Collected data entries:
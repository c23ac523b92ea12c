//! One-shot probabilistic ambush points.

use quiztasy_core::{AmbushId, AmbushRoll, AmbushSnapshot, MapPoint};

#[derive(Clone, Debug)]
pub(crate) struct AmbushPoint {
    id: AmbushId,
    position: MapPoint,
    chance: u8,
    triggered: bool,
}

impl AmbushPoint {
    pub(crate) fn new(id: AmbushId, position: MapPoint, chance: u8) -> Self {
        Self {
            id,
            position,
            chance,
            triggered: false,
        }
    }

    pub(crate) fn snapshot(&self) -> AmbushSnapshot {
        AmbushSnapshot {
            id: self.id,
            position: self.position,
            chance: self.chance,
            triggered: self.triggered,
        }
    }
}

/// Springs the first armed ambush in range of `position`, in definition order.
///
/// One draw is taken per armed candidate inside `radius` until a draw lands at
/// or below the candidate's chance. Sprung points stay triggered forever.
pub(crate) fn spring_first(
    ambushes: &mut [AmbushPoint],
    position: MapPoint,
    radius: f64,
    roll: &mut dyn AmbushRoll,
) -> Option<(AmbushId, MapPoint)> {
    for ambush in ambushes.iter_mut() {
        if ambush.triggered {
            continue;
        }

        if ambush.position.distance(position) >= radius {
            continue;
        }

        if roll.roll_percent() <= ambush.chance {
            ambush.triggered = true;
            return Some((ambush.id, ambush.position));
        }
    }

    None
}
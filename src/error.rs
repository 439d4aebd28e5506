//! Error types for the advisory orchestrator

use thiserror::Error;

/// Result type alias for advisory operations
pub type Result<T> = std::result::Result<T, AdvisoryError>;

#[derive(Error, Debug)]
pub enum AdvisoryError {

    // =============================
    // Advisory Pipeline Errors
    // =============================

    #[error("Generation error: {0}")]
    GenerationError(String),

    #[error("Generation credential missing or placeholder")]
    MissingCredential,

    #[error("Input stream closed before a valid value was supplied")]
    InputClosed,

    // =============================
    // External Library Conversions
    // =============================

    #[error("Serialization error: {0}")]
    SerializationError(#[from] serde_json::Error),

    #[error("HTTP client error: {0}")]
    HttpError(#[from] reqwest::Error),

    #[error("IO error: {0}")]
    IoError(#[from] std::io::Error),
}
use finley::{
    advisor::GenerativeAdvisor, console::TerminalConsole, gemini::GeminiClient,
    orchestrator::Orchestrator,
};
use tracing::info;
use tracing_subscriber::EnvFilter;

#[tokio::main]
async fn main() -> Result<(), Box<dyn std::error::Error>> {
    dotenv::dotenv().ok();

    tracing_subscriber::fmt()
        .with_env_filter(
            EnvFilter::try_from_default_env().unwrap_or_else(|_| EnvFilter::new("finley=warn")),
        )
        .init();

    info!("Finley advisory orchestrator starting");

    let advisor = GenerativeAdvisor::new(Box::new(GeminiClient::new()));
    let mut orchestrator = Orchestrator::new(TerminalConsole::new(), advisor);

    match orchestrator.run().await {
        Ok(()) => Ok(()),
        Err(e) => {
            eprintln!("Advisory session failed: {}", e);
            Err(Box::new(e) as Box<dyn std::error::Error>)
        }
    }
}
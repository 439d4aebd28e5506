//! Core data models for the advisory pipeline

use serde::{Deserialize, Serialize};
use std::fmt;
use std::str::FromStr;

//
// ================= Enums =================
//

#[derive(Debug, Clone, Copy, Serialize, Deserialize, PartialEq, Eq)]
#[serde(rename_all = "lowercase")]
pub enum RiskTolerance {
    Low,
    Medium,
    High,
}

impl FromStr for RiskTolerance {
    type Err = ();

    fn from_str(s: &str) -> Result<Self, Self::Err> {
        match s.trim().to_lowercase().as_str() {
            "low" => Ok(RiskTolerance::Low),
            "medium" => Ok(RiskTolerance::Medium),
            "high" => Ok(RiskTolerance::High),
            _ => Err(()),
        }
    }
}

/// One of the two mutually exclusive statutory computation methods.
#[derive(Debug, Clone, Copy, Serialize, Deserialize, PartialEq, Eq)]
pub enum Regime {
    Old,
    New,
}

impl Regime {
    pub fn label(&self) -> &'static str {
        match self {
            Regime::Old => "Old Regime",
            Regime::New => "New Regime",
        }
    }
}

/// ITR form selection for the filing-guidance step.
#[derive(Debug, Clone, Copy, PartialEq, Eq)]
pub enum FilingForm {
    Itr1,
    Itr2,
    Unsure,
}

impl FromStr for FilingForm {
    type Err = ();

    fn from_str(s: &str) -> Result<Self, Self::Err> {
        match s.trim().to_lowercase().as_str() {
            "itr-1" => Ok(FilingForm::Itr1),
            "itr-2" => Ok(FilingForm::Itr2),
            "unsure" => Ok(FilingForm::Unsure),
            _ => Err(()),
        }
    }
}

//
// ================= Tax =================
//

/// Outcome of one tax assessment. Ephemeral: folded into the session
/// context and a display message, then dropped.
#[derive(Debug, Clone, Copy, Serialize, PartialEq)]
pub struct TaxAssessment {
    pub taxable_old: f64,
    pub tax_old: u64,
    pub taxable_new: f64,
    pub tax_new: u64,
    pub regime: Regime,
    pub bracket: &'static str,
}

//
// ================= Allocation =================
//

#[derive(Debug, Clone, Serialize, PartialEq)]
pub struct AllocationBucket {
    pub percent: u32,
    pub label: &'static str,
    pub detail: String,
}

/// Structured allocation suggestion; rendering always ends with the fixed
/// disclaimer.
#[derive(Debug, Clone, Serialize, PartialEq)]
pub struct AllocationAdvice {
    pub buckets: Vec<AllocationBucket>,
}

pub const ADVICE_DISCLAIMER: &str = "Disclaimer: This is not financial advice. Please consult a registered financial advisor before making investment decisions.";

impl fmt::Display for AllocationAdvice {
    fn fmt(&self, f: &mut fmt::Formatter<'_>) -> fmt::Result {
        for bucket in &self.buckets {
            writeln!(f, "- {}% in {}: {}", bucket.percent, bucket.label, bucket.detail)?;
        }
        write!(f, "\n{}", ADVICE_DISCLAIMER)
    }
}

impl fmt::Display for RiskTolerance {
    fn fmt(&self, f: &mut fmt::Formatter<'_>) -> fmt::Result {
        let s = match self {
            RiskTolerance::Low => "low",
            RiskTolerance::Medium => "medium",
            RiskTolerance::High => "high",
        };
        write!(f, "{}", s)
    }
}

impl fmt::Display for Regime {
    fn fmt(&self, f: &mut fmt::Formatter<'_>) -> fmt::Result {
        write!(f, "{}", self.label())
    }
}
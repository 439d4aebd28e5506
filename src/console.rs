//! Terminal seam for the interactive pipeline
//!
//! The specialists talk to the user through the `Console` trait so the
//! interactive loops can also be driven by a bounded scripted stream.

use crate::error::AdvisoryError;
use crate::Result;
use colored::{Color, Colorize};
use std::collections::VecDeque;
use std::io::{self, BufRead, Write};
use std::time::Duration;

/// Display identity for one speaking agent.
#[derive(Debug, Clone, Copy)]
pub struct Persona {
    pub name: &'static str,
    pub color: Color,
}

pub trait Console {
    /// Normal persona message.
    fn say(&mut self, persona: &Persona, message: &str);

    /// Recoverable-error persona message.
    fn say_error(&mut self, persona: &Persona, message: &str);

    /// System notice, e.g. the thinking indicator before a backend call.
    fn notice(&mut self, message: &str);

    /// Prompt the user and return the trimmed reply line.
    fn prompt(&mut self, text: &str) -> Result<String>;
}

/// Console backed by stdin/stdout with colored persona output.
pub struct TerminalConsole {
    pace: Duration,
}

impl TerminalConsole {
    pub fn new() -> Self {
        Self {
            pace: Duration::from_millis(1500),
        }
    }

    /// Override the pause inserted after each persona message.
    pub fn with_pace(pace: Duration) -> Self {
        Self { pace }
    }

    fn emit(&self, persona: &Persona, message: &str, body_color: Color) {
        println!();
        println!("{}", format!("{}:", persona.name).color(persona.color).bold());
        println!("{}", message.color(body_color));
        if !self.pace.is_zero() {
            std::thread::sleep(self.pace);
        }
    }
}

impl Default for TerminalConsole {
    fn default() -> Self {
        Self::new()
    }
}

impl Console for TerminalConsole {
    fn say(&mut self, persona: &Persona, message: &str) {
        self.emit(persona, message, persona.color);
    }

    fn say_error(&mut self, persona: &Persona, message: &str) {
        self.emit(persona, message, Color::Red);
    }

    fn notice(&mut self, message: &str) {
        println!("\n{}", message.blue());
    }

    fn prompt(&mut self, text: &str) -> Result<String> {
        print!("{}", format!("> {}", text).yellow());
        io::stdout().flush()?;

        let mut line = String::new();
        let read = io::stdin().lock().read_line(&mut line)?;
        if read == 0 {
            return Err(AdvisoryError::InputClosed);
        }
        Ok(line.trim().to_string())
    }
}

/// Scripted console for headless harnesses.
///
/// Serves a bounded queue of canned inputs and records everything the
/// agents emit; an exhausted queue surfaces as `InputClosed` so the
/// validation loops terminate instead of spinning. Keeps the pipeline
/// exercisable without a terminal, the same way a mock planner keeps an
/// orchestrator functional without an LLM.
#[derive(Debug, Default)]
pub struct ScriptedConsole {
    inputs: VecDeque<String>,
    pub messages: Vec<(String, String)>,
    pub errors: Vec<(String, String)>,
    pub notices: Vec<String>,
    pub prompts: Vec<String>,
}

impl ScriptedConsole {
    pub fn new<I, S>(inputs: I) -> Self
    where
        I: IntoIterator<Item = S>,
        S: Into<String>,
    {
        Self {
            inputs: inputs.into_iter().map(Into::into).collect(),
            ..Default::default()
        }
    }

    pub fn remaining_inputs(&self) -> usize {
        self.inputs.len()
    }

    /// All normal messages spoken by `name`, in order.
    pub fn said_by(&self, name: &str) -> Vec<&str> {
        self.messages
            .iter()
            .filter(|(speaker, _)| speaker == name)
            .map(|(_, message)| message.as_str())
            .collect()
    }
}

impl Console for ScriptedConsole {
    fn say(&mut self, persona: &Persona, message: &str) {
        self.messages
            .push((persona.name.to_string(), message.to_string()));
    }

    fn say_error(&mut self, persona: &Persona, message: &str) {
        self.errors
            .push((persona.name.to_string(), message.to_string()));
    }

    fn notice(&mut self, message: &str) {
        self.notices.push(message.to_string());
    }

    fn prompt(&mut self, text: &str) -> Result<String> {
        self.prompts.push(text.to_string());
        self.inputs.pop_front().ok_or(AdvisoryError::InputClosed)
    }
}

■ **AIM OF THE TASK**
Lines from the entries that contain the string "VecDeque" must be found and copied.

■ **EXERCISE OUTPUT**
use std::collections::VecDeque;
    inputs: VecDeque<String>,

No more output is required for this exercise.